In a study, treatment could have been avoided in at least 26% of cases because a biopsy revealed a benign lesion, researchers reported.
In a study, treatment could have been avoided in at least 26% of cases because a biopsy revealed a benign lesion, researchers reported.

Renal tumor biopsy (RTB) for the characterization of small renal masses (SRMs) is safe and reliable and avoids unnecessary treatment, according to a new study.

A team led by Antonio Finelli, MD, of the University of Toronto, retrospectively studied 509 patients who underwent 529 biopsies for solid SRMs 4 cm or less in diameter. RTBs yielded an overall diagnostic rate of 94%. Following RTB, treatment could have been avoided in at least 26% of cases because the lesion was benign, the researchers reported online ahead of print in European Urology.

“Routine RTB should be considered in all patients with an indeterminate SRM for which treatment is being considered,” the investigators concluded.

Study results showed that 175 patients underwent surgery following RTB. Surgical pathology was unavailable in 3 cases. RTB histology and nuclear grade were concordant with final pathology findings in 93% and 94%, respectively.
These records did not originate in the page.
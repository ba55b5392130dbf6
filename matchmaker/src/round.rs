use std::collections::BTreeMap;

use common_mm::error::EngineError;
use common_mm::events::{BusEvent, EventBus, LogLevel};
use common_mm::metrics;
use common_mm::rules::ModeRules;
use common_mm::store::TicketStore;
use common_mm::ticket::{Player, Ticket};
use tracing::{info, warn};
use uuid::Uuid;

use crate::{balance, proposal, region};
use crate::proposal::ProposalOutcome;

/// Terminal state of one mode round.
#[derive(Debug, Clone, PartialEq)]
pub enum RoundOutcome {
    PoolTooSmall,
    StaleAnchor,
    NoProposal,
    /// Latency check failed; only the anchor went back (the other candidates
    /// never left the pool).
    NoViableRegion,
    /// A competitor removed part of the proposal first; pool membership was
    /// reconciled and nothing was published.
    LostRace { removed: usize },
    Matched { match_id: String, region: String },
}

/// One full §proposal → balance → region → commit round for a mode.
pub async fn run_round(
    store: &TicketStore,
    bus: &EventBus,
    mode: &str,
    rules: &ModeRules,
    now: u64,
) -> Result<RoundOutcome, EngineError> {
    metrics::matchmaking_metrics().inc_rounds();

    let tickets = match proposal::build(store, mode, rules, now).await? {
        ProposalOutcome::Ready(tickets) => tickets,
        ProposalOutcome::PoolTooSmall => return Ok(RoundOutcome::PoolTooSmall),
        ProposalOutcome::StaleAnchor => return Ok(RoundOutcome::StaleAnchor),
        ProposalOutcome::NoProposal => return Ok(RoundOutcome::NoProposal),
    };

    let teams = balance::into_team_map(balance::build_teams(&tickets, rules.num_teams));

    match region::select_region(&tickets, rules.max_latency) {
        Some(region) => commit(store, bus, mode, &tickets, teams, &region, now).await,
        None => {
            let anchor = &tickets[0];
            info!(
                mode,
                anchor = %anchor.ticket_id,
                tickets = tickets.len(),
                "latency check failed, re-inserting anchor"
            );
            store
                .pool_insert(mode, &anchor.ticket_id, anchor.average_skill())
                .await?;
            Ok(RoundOutcome::NoViableRegion)
        }
    }
}

/// Atomically claim the proposal's pool entries, then publish. The anchor was
/// already popped, so only the follower ids are removed here; a short count
/// means another remover won and the round is abandoned unpublished.
pub async fn commit(
    store: &TicketStore,
    bus: &EventBus,
    mode: &str,
    tickets: &[Ticket],
    teams: BTreeMap<String, Vec<Player>>,
    region: &str,
    now: u64,
) -> Result<RoundOutcome, EngineError> {
    let follower_ids: Vec<String> = tickets[1..]
        .iter()
        .map(|t| t.ticket_id.clone())
        .collect();
    let removed = store.pool_remove_many(mode, &follower_ids).await?;

    if removed < follower_ids.len() {
        warn!(
            mode,
            expected = follower_ids.len(),
            removed,
            "partial pool removal, abandoning round"
        );
        metrics::matchmaking_metrics().inc_commit_races_lost();
        reconcile_pool(store, mode, tickets).await?;
        return Ok(RoundOutcome::LostRace { removed });
    }

    let match_id = Uuid::new_v4().to_string();
    let ticket_ids: Vec<String> = tickets.iter().map(|t| t.ticket_id.clone()).collect();
    let event = BusEvent::MatchFound {
        match_id: match_id.clone(),
        game_mode: mode.to_string(),
        region: region.to_string(),
        teams,
        timestamp: now,
        ticket_ids: ticket_ids.clone(),
    };

    info!(mode, %match_id, region, tickets = ticket_ids.len(), "match committed");
    metrics::matchmaking_metrics().inc_matches_created();

    bus.publish_match_found(event.clone());

    let log_message = format!(
        "MATCH FOUND: {match_id} | Mode: {mode} | Region: {region} | Tickets: {}",
        ticket_ids.len()
    );
    bus.publish_dashboard(BusEvent::log(LogLevel::Info, log_message, now));
    bus.publish_dashboard(BusEvent::pool_updated(mode, Some("match_created"), now));
    bus.publish_dashboard(event);

    Ok(RoundOutcome::Matched {
        match_id,
        region: region.to_string(),
    })
}

/// After a lost race the winner's exact claim is unknowable, so rebuild from
/// ground truth: any proposal ticket whose record is still live and whose id
/// is no longer pooled goes back in at its recomputed score.
async fn reconcile_pool(
    store: &TicketStore,
    mode: &str,
    tickets: &[Ticket],
) -> Result<(), EngineError> {
    for ticket in tickets {
        let live = store.get_ticket(&ticket.ticket_id).await?.is_some();
        if live && !store.pool_contains(mode, &ticket.ticket_id).await? {
            store
                .pool_insert(mode, &ticket.ticket_id, ticket.average_skill())
                .await?;
        }
    }
    Ok(())
}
Of the masses not initially treated with surgery, 230 were managed with active surveillance and 94 underwent thermal ablation. Fifteen patients were referred to an oncologist for systemic therapies. Adverse events (AEs) occurred in 8.5% of cases; in all cases except 1, the AEs were self-limited.

Despite their potential benefits, RTBs have not been widely adopted in the management of RTBs, Dr. Finelli and his colleagues stated. “The lag in uptake is likely due to concerns regarding the lack of sufficient tissue for diagnosis, discordance with final pathology, safety, and, most importantly, the lack of perceived impact on clinical management,” they wrote.

They noted that their results demonstrate that these concerns are exaggerated. “In view of our results, it seems difficult to continue to justify a timid uptake of routine SRM biopsies and the use of this information to implement treatment strategies. … Given the current evidence, it is our strong belief that it is now time to shift the clinical paradigm. We believe that RTB should be considered the initial step in the management of patients with radiographically indeterminate SRMs in whom a therapeutic approach is being considered.”